The average value of the Forbes top 50, which includes European football giants such as Barcelona and Real Madrid in fourth and fifth overall, is $3.7 billion. The numbers dwarf those associated with even the biggest F1 outfits.
“If you look at the size and scale and importance of F1, compared to these other leagues, you kind of scratch your head and go why are some of these teams worth more than McLaren, Mercedes or Red Bull?,” he says.
“I think the answer historically has been because the sport financially consumes money, but now that Liberty has changed that structure I think that’s why you’re seeing real sports investors coming in, and investors generally.
“And I think we’ll be sitting here in three, four or five years’ time seen F1 teams trade over a billion dollars – assuming anyone wants to sell. The fact that no one wants to sell drives a premium.”
And that’s a key point. We don’t know all the details of why Michael Andretti’s bid for Sauber faded away, but sources suggest that those close to main shareholder Rausing convinced the Swede what the team is potentially worth, and that the numbers can only get better.
“Whoever buys an F1 team today knows exactly to the dot what they need to spend in order to be competitive, because we wouldn’t be able to spend more,” says Wolff.
“So that’s why it has become a very good business opportunity on my side. I wouldn’t sell a team. On the contrary, with Ineos coming in I bought an additional 3%, and I’m very happy about that.”
Wolff agrees that team values can only increase from here.
“I think with the cost cap we are coming into a situation that there are real numbers and teams are going to be valued upon the same kind of metrics, like other sports teams,” he says.
“And if the franchise is sustainable because they are limited, if the revenue stream is sustainable long term and I think F1 is very attractive as a model because we signed sponsorship deals that are between three and 10 years.
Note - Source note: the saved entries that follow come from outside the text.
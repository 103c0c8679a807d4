//! Contrast-limited adaptive histogram equalization
//!
//! Localized contrast enhancement over a fixed 8×8 tile grid with 256 bins.
//! Per-tile histograms are clipped at a limit proportional to the operator's
//! contrast strength, the clipped excess is redistributed uniformly, and
//! each pixel samples the four neighboring tile CDFs with bilinear
//! interpolation.
//!
//! A non-positive contrast strength disables enhancement entirely and
//! passes the quantized normalized image through unchanged; a zero clip
//! limit would degrade the equalization into hard banding.

use rayon::prelude::*;

use super::normalize::{NOISE_FLOOR_RELATIVE, PARALLEL_THRESHOLD};

const TILES_X: usize = 8;
const TILES_Y: usize = 8;
const NUM_BINS: usize = 256;

/// Absolute floor re-applied on the 8-bit scale after equalization.
const NOISE_FLOOR_8BIT: u8 = 5;

/// Enhance a normalized [0,1] slice into a displayable 8-bit raster.
///
/// Equalization can resurrect noise that normalization suppressed, so both
/// floors (absolute on the 8-bit scale, then relative after rescale back to
/// [0,1]) are applied again on the way out.
pub fn enhance_slice(normalized: &[f32], width: u32, height: u32, contrast: f32) -> Vec<u8> {
    let quantized: Vec<u8> = normalized
        .iter()
        .map(|&v| (v.clamp(0.0, 1.0) * 255.0).round() as u8)
        .collect();

    if contrast <= 0.0 {
        // No-enhancement pass-through
        return quantized;
    }
    if quantized.iter().all(|&v| v == 0) {
        // Flat or fully suppressed slice: no signal to amplify, and
        // equalizing it would lift the background to mid-gray
        return quantized;
    }

    let equalized = clahe(&quantized, width as usize, height as usize, contrast);

    equalized
        .into_iter()
        .map(|v| {
            let v = if v < NOISE_FLOOR_8BIT { 0 } else { v };
            if (v as f32 / 255.0) < NOISE_FLOOR_RELATIVE {
                0
            } else {
                v
            }
        })
        .collect()
}

/// CLAHE over an 8-bit image.
///
/// `clip_limit` is a multiplier of the average per-bin count of each tile's
/// histogram.
fn clahe(pixels: &[u8], cols: usize, rows: usize, clip_limit: f32) -> Vec<u8> {
    if rows == 0 || cols == 0 || pixels.len() != rows * cols {
        return pixels.to_vec();
    }

    let tile_h = rows.div_ceil(TILES_Y);
    let tile_w = cols.div_ceil(TILES_X);

    // Ceiling-sized tiles can leave the last grid row or column empty
    // (e.g. 49 rows split into 7-row tiles fill only 7 of 8). An empty
    // tile has an all-zero CDF, and interpolating border pixels against
    // it darkens the image edge, so the grid only counts occupied tiles.
    let tiles_y = rows.div_ceil(tile_h);
    let tiles_x = cols.div_ceil(tile_w);

    // Per-tile clipped CDFs, normalized to [0,1]
    let mut cdfs: Vec<Vec<f32>> = vec![vec![0.0; NUM_BINS]; tiles_x * tiles_y];

    for ty in 0..tiles_y {
        let r0 = ty * tile_h;
        let r1 = ((ty + 1) * tile_h).min(rows);
        for tx in 0..tiles_x {
            let c0 = tx * tile_w;
            let c1 = ((tx + 1) * tile_w).min(cols);

            let mut hist = vec![0u32; NUM_BINS];
            for r in r0..r1 {
                for c in c0..c1 {
                    hist[pixels[r * cols + c] as usize] += 1;
                }
            }

            let tile_pixels = r1.saturating_sub(r0) * c1.saturating_sub(c0);
            clip_histogram(&mut hist, clip_limit, tile_pixels);

            let total: f32 = hist.iter().map(|&h| h as f32).sum::<f32>().max(1.0);
            let mut acc = 0.0f32;
            let cdf = &mut cdfs[ty * tiles_x + tx];
            for (bin, &count) in hist.iter().enumerate() {
                acc += count as f32;
                cdf[bin] = (acc / total).clamp(0.0, 1.0);
            }
        }
    }

    let equalize_row = |r: usize, row_out: &mut [u8]| {
        let rf = r as f32 / tile_h as f32 - 0.5;
        let ty0f = rf.floor();
        let dy = (rf - ty0f).clamp(0.0, 1.0);
        let ty0 = (ty0f as isize).clamp(0, tiles_y as isize - 1) as usize;
        let ty1 = (ty0f as isize + 1).clamp(0, tiles_y as isize - 1) as usize;

        for (c, out) in row_out.iter_mut().enumerate() {
            let cf = c as f32 / tile_w as f32 - 0.5;
            let tx0f = cf.floor();
            let dx = (cf - tx0f).clamp(0.0, 1.0);
            let tx0 = (tx0f as isize).clamp(0, tiles_x as isize - 1) as usize;
            let tx1 = (tx0f as isize + 1).clamp(0, tiles_x as isize - 1) as usize;

            let bin = pixels[r * cols + c] as usize;
            let cdf00 = cdfs[ty0 * tiles_x + tx0][bin];
            let cdf01 = cdfs[ty0 * tiles_x + tx1][bin];
            let cdf10 = cdfs[ty1 * tiles_x + tx0][bin];
            let cdf11 = cdfs[ty1 * tiles_x + tx1][bin];

            let top = cdf00 * (1.0 - dx) + cdf01 * dx;
            let bottom = cdf10 * (1.0 - dx) + cdf11 * dx;
            let value = top * (1.0 - dy) + bottom * dy;

            *out = (value * 255.0).round() as u8;
        }
    };

    let mut out = vec![0u8; pixels.len()];
    if pixels.len() >= PARALLEL_THRESHOLD {
        out.par_chunks_mut(cols)
            .enumerate()
            .for_each(|(r, row)| equalize_row(r, row));
    } else {
        for (r, row) in out.chunks_mut(cols).enumerate() {
            equalize_row(r, row);
        }
    }

    out
}

/// Clip a tile histogram at `clip_limit` times the average per-bin count
/// and redistribute the excess uniformly across all bins.
fn clip_histogram(hist: &mut [u32], clip_limit: f32, tile_pixels: usize) {
    let average = tile_pixels as f32 / NUM_BINS as f32;
    let threshold = (clip_limit * average).max(1.0);

    let mut excess = 0.0f32;
    for count in hist.iter_mut() {
        if (*count as f32) > threshold {
            excess += *count as f32 - threshold;
            *count = threshold as u32;
        }
    }

    if excess <= 0.0 {
        return;
    }

    let add_per_bin = (excess / NUM_BINS as f32).floor();
    let mut remainder = (excess - add_per_bin * NUM_BINS as f32).round() as usize;
    for count in hist.iter_mut() {
        *count += add_per_bin as u32;
    }
    let mut bin = 0;
    while remainder > 0 {
        hist[bin] += 1;
        bin = (bin + 1) % NUM_BINS;
        remainder -= 1;
    }
}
“We sign race track and TV deals that are between five and 10 years, so as a business case itself it’s highly attractive, because you can discount future cash flows easily.
“And I think when we turn into profitability, you can apply the same valuation metrics as your peer group, and that’s why I agree with Zak – it is down to our own revenue and profits.”
It’s going to be fascinating to see who is keen to join the F1 party in the coming years – and indeed which team shareholders decide to cash out.